After a miserable start that saw Beasley account for just 1.5 sacks in the first eight games, he’s turned it on considerably since the team’s bye week – much like most of the Falcons defense. Coincidently, that’s about the time Dan Quinn gave up his playcalling duties and worked almost exclusively with the defensive line. Beasley’s tallied 5.5 sacks over the last six weeks, including two forced fumbles. He’s also been much more of a factor in the running game, totaling 18 combined tackles over that span, bringing his total to 37 on the season, just two off of his career-high.
Even Pro Football Focus, a site that is notorious for being anti-Beasley, has started to take notice. Against the Panthers, the Falcons edge rusher finished with an elite grade (over 90) and was the highest-rated player on the defense. Beasley’s grade for the season is now up to 61.0, which is about average. But considering where it was this time last year and even earlier in 2019, it shows how much progress he’s made over the past several weeks.

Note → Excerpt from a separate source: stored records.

use ratatui::{
    Frame,
    layout::{Alignment, Rect},
    style::{Color, Modifier, Style, Stylize},
    text::{Line, Span},
    widgets::{Block, Borders, Paragraph},
};

use crate::config::{CELL_ASPECT, PIXEL_SCALE};
use crate::entities::{Chomper, GameState, Inventory, Particle, Player};
use crate::level::Level;

/// Immediate-mode 2D drawing surface with an affine transform stack.
///
/// Entities draw themselves against this trait instead of touching the
/// terminal directly, which keeps their `draw` methods testable and keeps
/// the cell-rasterization details in one place.
pub trait Canvas {
    fn save(&mut self);
    fn restore(&mut self);
    fn translate(&mut self, dx: f32, dy: f32);
    fn rotate(&mut self, radians: f32);
    fn scale(&mut self, sx: f32, sy: f32);
    fn fill_rect(&mut self, x: f32, y: f32, width: f32, height: f32, color: Color);
    fn fill_triangle(&mut self, a: (f32, f32), b: (f32, f32), c: (f32, f32), color: Color);
}

/// View-transform parameters mapping world pixels to canvas units.
#[derive(Debug, Clone, Copy)]
pub struct Viewport {
    pub camera_x: f32,
    pub camera_y: f32,
    pub pixel_scale: f32,
}

/// Row-major 2D affine transform: `x' = a·x + c·y + e`, `y' = b·x + d·y + f`.
#[derive(Debug, Clone, Copy)]
struct Affine {
    a: f32,
    b: f32,
    c: f32,
    d: f32,
    e: f32,
    f: f32,
}

impl Affine {
    const IDENTITY: Self = Self {
        a: 1.0,
        b: 0.0,
        c: 0.0,
        d: 1.0,
        e: 0.0,
        f: 0.0,
    };

    fn apply(&self, (x, y): (f32, f32)) -> (f32, f32) {
        (
            self.a * x + self.c * y + self.e,
            self.b * x + self.d * y + self.f,
        )
    }

    /// Composes so that `other` is applied first, then `self`.
    fn pre(self, other: Affine) -> Affine {
        Affine {
            a: self.a * other.a + self.c * other.b,
            b: self.b * other.a + self.d * other.b,
            c: self.a * other.c + self.c * other.d,
            d: self.b * other.c + self.d * other.d,
            e: self.a * other.e + self.c * other.f + self.e,
            f: self.b * other.e + self.d * other.f + self.f,
        }
    }
}

/// Rasterizes canvas calls into a ratatui buffer region. Shapes are sampled
/// at cell centers; one canvas unit is one cell horizontally, with the
/// vertical axis pre-squashed to compensate for tall terminal cells.
pub struct TermCanvas<'a> {
    buf: &'a mut ratatui::buffer::Buffer,
    area: Rect,
    current: Affine,
    stack: Vec<Affine>,
}

impl<'a> TermCanvas<'a> {
    pub fn new(buf: &'a mut ratatui::buffer::Buffer, area: Rect, y_squash: f32) -> Self {
        Self {
            buf,
            area,
            current: Affine {
                d: y_squash,
                ..Affine::IDENTITY
            },
            stack: Vec::new(),
        }
    }

    fn plot(&mut self, cx: i32, cy: i32, color: Color) {
        if cx < 0 || cy < 0 || cx >= self.area.width as i32 || cy >= self.area.height as i32 {
            return;
        }
        self.buf.set_string(
            self.area.x + cx as u16,
            self.area.y + cy as u16,
            " ",
            Style::default().bg(color),
        );
    }
}

fn edge(p: (f32, f32), a: (f32, f32), b: (f32, f32)) -> f32 {
    (b.0 - a.0) * (p.1 - a.1) - (b.1 - a.1) * (p.0 - a.0)
}

fn point_in_triangle(p: (f32, f32), a: (f32, f32), b: (f32, f32), c: (f32, f32)) -> bool {
    let d0 = edge(p, a, b);
    let d1 = edge(p, b, c);
    let d2 = edge(p, c, a);
    let has_neg = d0 < 0.0 || d1 < 0.0 || d2 < 0.0;
    let has_pos = d0 > 0.0 || d1 > 0.0 || d2 > 0.0;
    !(has_neg && has_pos)
}

impl Canvas for TermCanvas<'_> {
    fn save(&mut self) {
        self.stack.push(self.current);
    }

    fn restore(&mut self) {
        if let Some(previous) = self.stack.pop() {
            self.current = previous;
        }
    }

    fn translate(&mut self, dx: f32, dy: f32) {
        self.current = self.current.pre(Affine {
            e: dx,
            f: dy,
            ..Affine::IDENTITY
        });
    }

    fn rotate(&mut self, radians: f32) {
        let (sin, cos) = radians.sin_cos();
        self.current = self.current.pre(Affine {
            a: cos,
            b: sin,
            c: -sin,
            d: cos,
            e: 0.0,
            f: 0.0,
        });
    }

    fn scale(&mut self, sx: f32, sy: f32) {
        self.current = self.current.pre(Affine {
            a: sx,
            d: sy,
            ..Affine::IDENTITY
        });
    }

    fn fill_rect(&mut self, x: f32, y: f32, width: f32, height: f32, color: Color) {
        // Axis-aligned under the current transform: fill the span directly
        // for crisp edges. Rotated rects go through the triangle path.
        if self.current.b == 0.0 && self.current.c == 0.0 {
            let (x0, y0) = self.current.apply((x, y));
            let (x1, y1) = self.current.apply((x + width, y + height));
            let (x0, x1) = if x0 <= x1 { (x0, x1) } else { (x1, x0) };
            let (y0, y1) = if y0 <= y1 { (y0, y1) } else { (y1, y0) };

            let min_x = x0.floor() as i32;
            let max_x = x1.ceil() as i32;
            let min_y = y0.floor() as i32;
            let max_y = y1.ceil() as i32;
            for cy in min_y..max_y {
                for cx in min_x..max_x {
                    let center = (cx as f32 + 0.5, cy as f32 + 0.5);
                    if center.0 >= x0 && center.0 < x1 && center.1 >= y0 && center.1 < y1 {
                        self.plot(cx, cy, color);
                    }
                }
            }
        } else {
            self.fill_triangle((x, y), (x + width, y), (x + width, y + height), color);
            self.fill_triangle((x, y), (x + width, y + height), (x, y + height), color);
        }
    }

    fn fill_triangle(&mut self, a: (f32, f32), b: (f32, f32), c: (f32, f32), color: Color) {
        let p0 = self.current.apply(a);
        let p1 = self.current.apply(b);
        let p2 = self.current.apply(c);

        let doubled_area = (p1.0 - p0.0) * (p2.1 - p0.1) - (p2.0 - p0.0) * (p1.1 - p0.1);
        if doubled_area.abs() < f32::EPSILON {
            return;
        }

        let min_x = p0.0.min(p1.0).min(p2.0).floor() as i32;
        let max_x = p0.0.max(p1.0).max(p2.0).ceil() as i32;
        let min_y = p0.1.min(p1.1).min(p2.1).floor() as i32;
        let max_y = p0.1.max(p1.1).max(p2.1).ceil() as i32;

        for cy in min_y..max_y {
            for cx in min_x..max_x {
                let center = (cx as f32 + 0.5, cy as f32 + 0.5);
                if point_in_triangle(center, p0, p1, p2) {
                    self.plot(cx, cy, color);
                }
            }
        }
    }
}

/// View struct that holds all game state needed for rendering
pub struct RenderView<'a> {
    pub game_state: GameState,
    pub player: &'a Player,
    pub chompers: &'a [Chomper],
    pub particles: &'a [Particle],
    pub gems: &'a [(f32, f32)],
    pub level: &'a Level,
    pub inventory: &'a Inventory,
    pub frame_count: u64,
    pub fps: u32,
    pub area: Rect,
}

/// Handles all rendering responsibilities for the game
pub struct GameRenderer {}

impl GameRenderer {
    pub fn new() -> Self {
        Self {}
    }

    /// Main render method that dispatches to state-specific renderers
    pub fn render(&self, frame: &mut Frame, view: &RenderView) {
        match view.game_state {
            GameState::Playing => self.render_game(frame, view),
            GameState::Paused => self.render_paused(frame, view),
            GameState::GameOver => self.render_game_over(frame, view),
        }
    }

    fn render_game(&self, frame: &mut Frame, view: &RenderView) {
        let area = view.area;
        if area.width == 0 || area.height == 0 {
            return;
        }

        // Camera centered on the player, clamped to the level bounds
        let view_w = area.width as f32 / PIXEL_SCALE;
        let view_h = area.height as f32 / (PIXEL_SCALE * CELL_ASPECT);
        let camera_x = (view.player.x + view.player.width / 2.0 - view_w / 2.0)
            .clamp(0.0, (view.level.width - view_w).max(0.0));
        let camera_y = (view.player.y + view.player.height / 2.0 - view_h / 2.0)
            .clamp(0.0, (view.level.height - view_h).max(0.0));
        let viewport = Viewport {
            camera_x,
            camera_y,
            pixel_scale: PIXEL_SCALE,
        };
        let s = PIXEL_SCALE;

        {
            let buf = frame.buffer_mut();
            {
                let mut canvas = TermCanvas::new(buf, area, CELL_ASPECT);

                for platform in &view.level.platforms {
                    canvas.fill_rect(
                        (platform.x - camera_x) * s,
                        (platform.y - camera_y) * s,
                        platform.width * s,
                        platform.height * s,
                        Color::DarkGray,
                    );
                }

                for &(gx, gy) in view.gems {
                    let cx = (gx + 8.0 - camera_x) * s;
                    let cy = (gy + 8.0 - camera_y) * s;
                    let r = 5.0 * s;
                    canvas.fill_triangle(
                        (cx, cy - r),
                        (cx + r, cy),
                        (cx, cy + r),
                        Color::Yellow,
                    );
                    canvas.fill_triangle(
                        (cx, cy - r),
                        (cx, cy + r),
                        (cx - r, cy),
                        Color::Yellow,
                    );
                }

                if view.player.is_alive() {
                    let color = if view.player.is_flashing() {
                        Color::White
                    } else {
                        Color::Cyan
                    };
                    canvas.fill_rect(
                        (view.player.x - camera_x) * s,
                        (view.player.y - camera_y) * s,
                        view.player.width * s,
                        view.player.height * s,
                        color,
                    );
                }

                for chomper in view.chompers {
                    chomper.draw(&mut canvas, &viewport);
                }
            }

            // Particles skip the canvas: single glyphs, direct buffer access
            for particle in view.particles {
                let cx = ((particle.x - camera_x) * s).round() as i32;
                let cy = ((particle.y - camera_y) * s * CELL_ASPECT).round() as i32;
                if cx >= 0 && cy >= 0 && cx < area.width as i32 && cy < area.height as i32 {
                    let color = if particle.lifetime > 8 {
                        Color::Red
                    } else if particle.lifetime > 4 {
                        Color::LightRed
                    } else {
                        Color::Yellow
                    };
                    buf.set_string(
                        area.x + cx as u16,
                        area.y + cy as u16,
                        particle.glyph.to_string(),
                        Style::default().fg(color).add_modifier(Modifier::BOLD),
                    );
                }
            }
        }

        // Stats overlay at the top
        let stats = Line::from(vec![
            Span::styled("HP: ", Style::default().fg(Color::DarkGray)),
            Span::styled(
                format!("{}", view.player.health),
                if view.player.health > 2 {
                    Style::default()
                        .fg(Color::Green)
                        .add_modifier(Modifier::BOLD)
                } else {
                    Style::default().fg(Color::Red).add_modifier(Modifier::BOLD)
                },
            ),
            Span::styled("  Gems: ", Style::default().fg(Color::DarkGray)),
            Span::styled(
                format!("{}", view.inventory.gems()),
                Style::default()
                    .fg(Color::Yellow)
                    .add_modifier(Modifier::BOLD),
            ),
            Span::styled("  Chompers: ", Style::default().fg(Color::DarkGray)),
            Span::styled(
                format!("{}", view.chompers.iter().filter(|c| !c.dead).count()),
                Style::default()
                    .fg(Color::Red)
                    .add_modifier(Modifier::BOLD),
            ),
            Span::styled("  FPS: ", Style::default().fg(Color::DarkGray)),
            Span::styled(
                format!("{}", view.fps),
                Style::default()
                    .fg(Color::White)
                    .add_modifier(Modifier::BOLD),
            ),
        ]);

        let stats_area = Rect {
            x: area.x + 1,
            y: area.y,
            width: area.width.saturating_sub(2),
            height: 1,
        };
        frame.render_widget(Paragraph::new(stats), stats_area);

        // Controls hint at bottom
        let controls = Line::from(vec![Span::styled(
            "[A/D: Move] [W/Space: Jump] [S: Slam] [P: Pause] [Q: Quit]",
            Style::default().fg(Color::DarkGray),
        )]);
        let controls_area = Rect {
            x: area.x + 1,
            y: area.y + area.height.saturating_sub(1),
            width: area.width.saturating_sub(2),
            height: 1,
        };
        frame.render_widget(Paragraph::new(controls).centered(), controls_area);
    }

    /// Renders the pause screen with overlay
    fn render_paused(&self, frame: &mut Frame, view: &RenderView) {
        self.render_game(frame, view);

        let area = view.area;
        let pause_text = vec![
            Line::from(""),
            Line::from("PAUSED").centered().bold().yellow(),
            Line::from(""),
            Line::from("Press P to resume").centered().white(),
        ];

        let pause_area = Rect {
            x: area.width.saturating_sub(30) / 2,
            y: area.height.saturating_sub(6) / 2,
            width: 30.min(area.width),
            height: 6.min(area.height),
        };

        frame.render_widget(
            Paragraph::new(pause_text)
                .block(
                    Block::default()
                        .borders(Borders::ALL)
                        .border_style(Style::default().fg(Color::Yellow)),
                )
                .alignment(Alignment::Center),
            pause_area,
        );
    }

    /// Renders the game over screen
    fn render_game_over(&self, frame: &mut Frame, view: &RenderView) {
        let area = view.area;

        let game_over_text = vec![
            Line::from(""),
            Line::from("╔═══════════════════════════╗").centered().red(),
            Line::from("║   EATEN BY THE CAVE!      ║")
                .centered()
                .red()
                .bold(),
            Line::from("╚═══════════════════════════╝").centered().red(),
            Line::from(""),
            Line::from(format!("Gems collected: {}", view.inventory.gems()))
                .centered()
                .yellow()
                .bold(),
            Line::from(""),
            Line::from("Press R to restart").centered().white(),
            Line::from("Press Q to quit").centered().white(),
        ];

        frame.render_widget(
            Paragraph::new(game_over_text)
                .block(Block::default().borders(Borders::ALL))
                .alignment(Alignment::Center),
            area,
        );
    }
}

I’ve been as harsh as anyone on Beasley. I thought bringing him back for nearly $13 million was a waste of money and blamed him for many of his faults. However, these last few weeks exemplify the work he has put in that many of us questioned over the offseason, especially after his slow start. Perhaps poor coaching was just as much at fault for his underwhelming production.
Beasley will be an unrestricted free agent at the end of the year. Given the Falcons cap restraints, I don’t see how they could take a risk on him again by handing him a multi-year contract. But I’ll give him credit: he’s earned himself a lot of money since the bye week. There was a point where I believed this year might even be the beginning of the end of his career. Now, it looks like he’s only getting started.
I wouldn’t call this an apology, but more of a congratulations. We all knew Beasley had the ability to be a Pro-Bowl pass rusher, and it’s encouraging to see it come to fruition finally. However, this doesn’t change my tune regarding his future in Atlanta. The Falcons need to move on, getting younger and tougher on their defensive line. Beasley will make some money this offseason, but not in this city.